I swallow hard, my voice low. “You take good care of her.”

Luna meets my gaze. “She’s family, Dom. ”

And me? Am I family too, Luna?

There’s a beat of silence. It stretches between us, taut and electric.

“You’re our family, too,” I whisper. “My family.”

She blinks and then smiles—it’s a warm smile, one she saves for when she’s not being the badass who can win the world, this one is for me, for us.

I want to kiss her. I want to hold her. I want to….

The music changes to the crackling guitar intro of Let’s Stay Together by Al Green.

It’s like the universe is telling us something because this is our song .

We used to dance to it when we were kids playing grown-up, barefoot on creaky floors, pretending time wasn’t a thing that could steal moments like this from us.

Luna stiffens slightly, like the memory has touched her, too.

It would be so easy to pretend we don’t both remember.

But she’s not a coward. And now, neither am I.

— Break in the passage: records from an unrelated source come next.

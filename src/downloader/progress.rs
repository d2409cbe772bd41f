//! Progress events parsed from yt-dlp and their console rendering

use std::io::Write;

/// Prefix our `--progress-template` puts on every progress line
pub const PROGRESS_LINE_PREFIX: &str = "tubeloader|";

/// Progress snapshot reported by the engine
#[derive(Debug, Clone, PartialEq, Default)]
pub struct DownloadProgress {
    pub status: DownloadStatus,
    /// Engine-formatted percentage, e.g. "42.5%"
    pub percent: Option<String>,
    pub downloaded_bytes: Option<u64>,
    /// Exact size, or the engine's estimate when the exact size is unknown
    pub total_bytes: Option<u64>,
    /// Engine-formatted rate, e.g. "1.20MiB/s"
    pub speed: Option<String>,
    /// Engine-formatted ETA, e.g. "00:15"
    pub eta: Option<String>,
}

impl DownloadProgress {
    pub fn finished() -> Self {
        Self {
            status: DownloadStatus::Finished,
            ..Default::default()
        }
    }

    pub fn failed() -> Self {
        Self {
            status: DownloadStatus::Error,
            ..Default::default()
        }
    }

    /// Status line shown while downloading
    pub fn status_line(&self) -> String {
        let mut line = format!(
            "Downloading... {}",
            self.percent.as_deref().unwrap_or("0%")
        );
        if let Some(total) = self.total_bytes {
            line.push_str(&format!(" of {}", format_bytes(total)));
        }
        if let Some(speed) = &self.speed {
            line.push_str(&format!(" at {}", speed));
        }
        if let Some(eta) = &self.eta {
            line.push_str(&format!(" ETA {}", eta));
        }
        line
    }
}

/// Download status
#[derive(Debug, Clone, Copy, PartialEq, Eq, Default)]
pub enum DownloadStatus {
    #[default]
    Downloading,
    Finished,
    Error,
}

/// Parse one line of engine output into a progress event
///
/// Returns `None` for anything that is not one of our template lines.
pub fn parse_progress_line(line: &str) -> Option<DownloadProgress> {
    let rest = line.trim().strip_prefix(PROGRESS_LINE_PREFIX)?;
    let fields: Vec<&str> = rest.split('|').map(str::trim).collect();
    if fields.len() < 7 {
        return None;
    }

    let status = match fields[0] {
        "downloading" => DownloadStatus::Downloading,
        "finished" => DownloadStatus::Finished,
        "error" => DownloadStatus::Error,
        _ => return None,
    };

    Some(DownloadProgress {
        status,
        downloaded_bytes: parse_bytes(fields[1]),
        total_bytes: parse_bytes(fields[2]).or_else(|| parse_bytes(fields[3])),
        percent: text_field(fields[4]),
        speed: text_field(fields[5]),
        eta: text_field(fields[6]),
    })
}

// yt-dlp prints numbers as ints or floats and missing values as "NA" or "None"
fn parse_bytes(field: &str) -> Option<u64> {
    field
        .parse::<u64>()
        .ok()
        .or_else(|| field.parse::<f64>().ok().filter(|v| *v >= 0.0).map(|v| v as u64))
}

fn text_field(field: &str) -> Option<String> {
    match field {
        "" | "NA" | "None" | "Unknown" => None,
        value => Some(value.to_string()),
    }
}

/// Converts bytes to a human-readable string
pub fn format_bytes(bytes: u64) -> String {
    const KB: u64 = 1024;
    const MB: u64 = KB * 1024;
    const GB: u64 = MB * 1024;

    if bytes < KB {
        format!("{}B", bytes)
    } else if bytes < MB {
        format!("{:.2}KB", bytes as f64 / KB as f64)
    } else if bytes < GB {
        format!("{:.2}MB", bytes as f64 / MB as f64)
    } else {
        format!("{:.2}GB", bytes as f64 / GB as f64)
    }
}

/// Renders progress events to a terminal, rewriting the status line in place
pub struct ConsoleProgress<W: Write> {
    out: W,
}

impl<W: Write> ConsoleProgress<W> {
    pub fn new(out: W) -> Self {
        Self { out }
    }

    pub fn handle(&mut self, progress: &DownloadProgress) {
        // Presentation only: a broken terminal must not abort the download
        let _ = match progress.status {
            DownloadStatus::Downloading => write!(self.out, "\r{}", progress.status_line()),
            DownloadStatus::Finished => writeln!(self.out, "\nDownload complete!"),
            DownloadStatus::Error => writeln!(self.out, "\nDownload failed!"),
        };
        let _ = self.out.flush();
    }

    pub fn into_inner(self) -> W {
        self.out
    }
}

So, she doesn’t move away.

Tilts her chin in a challenge.

And, I do the only thing I can. The only thing I must.

I stand up and hold out my hand.

She hesitates. Breathes in.

And then she places her palm in mine.

We don’t say anything as I pull her gently into me, my other hand resting just above her waist. Her fingers slide up to my shoulder, and we start to move, slow and small, just swaying in the dim light of the kitchen .

Her cheek brushes my chest, and for a second, everything feels like it used to. Before distance. Before mistakes. Before heartbreak and time made everything complicated.

“You still remember how to lead,” she murmurs.

“You still remember how to let me,” I reply, my voice barely above a whisper.

She doesn’t answer. She also doesn’t let go.

I rest my chin gently against her temple and close my eyes. Just for a second. Just long enough to believe this is my reality.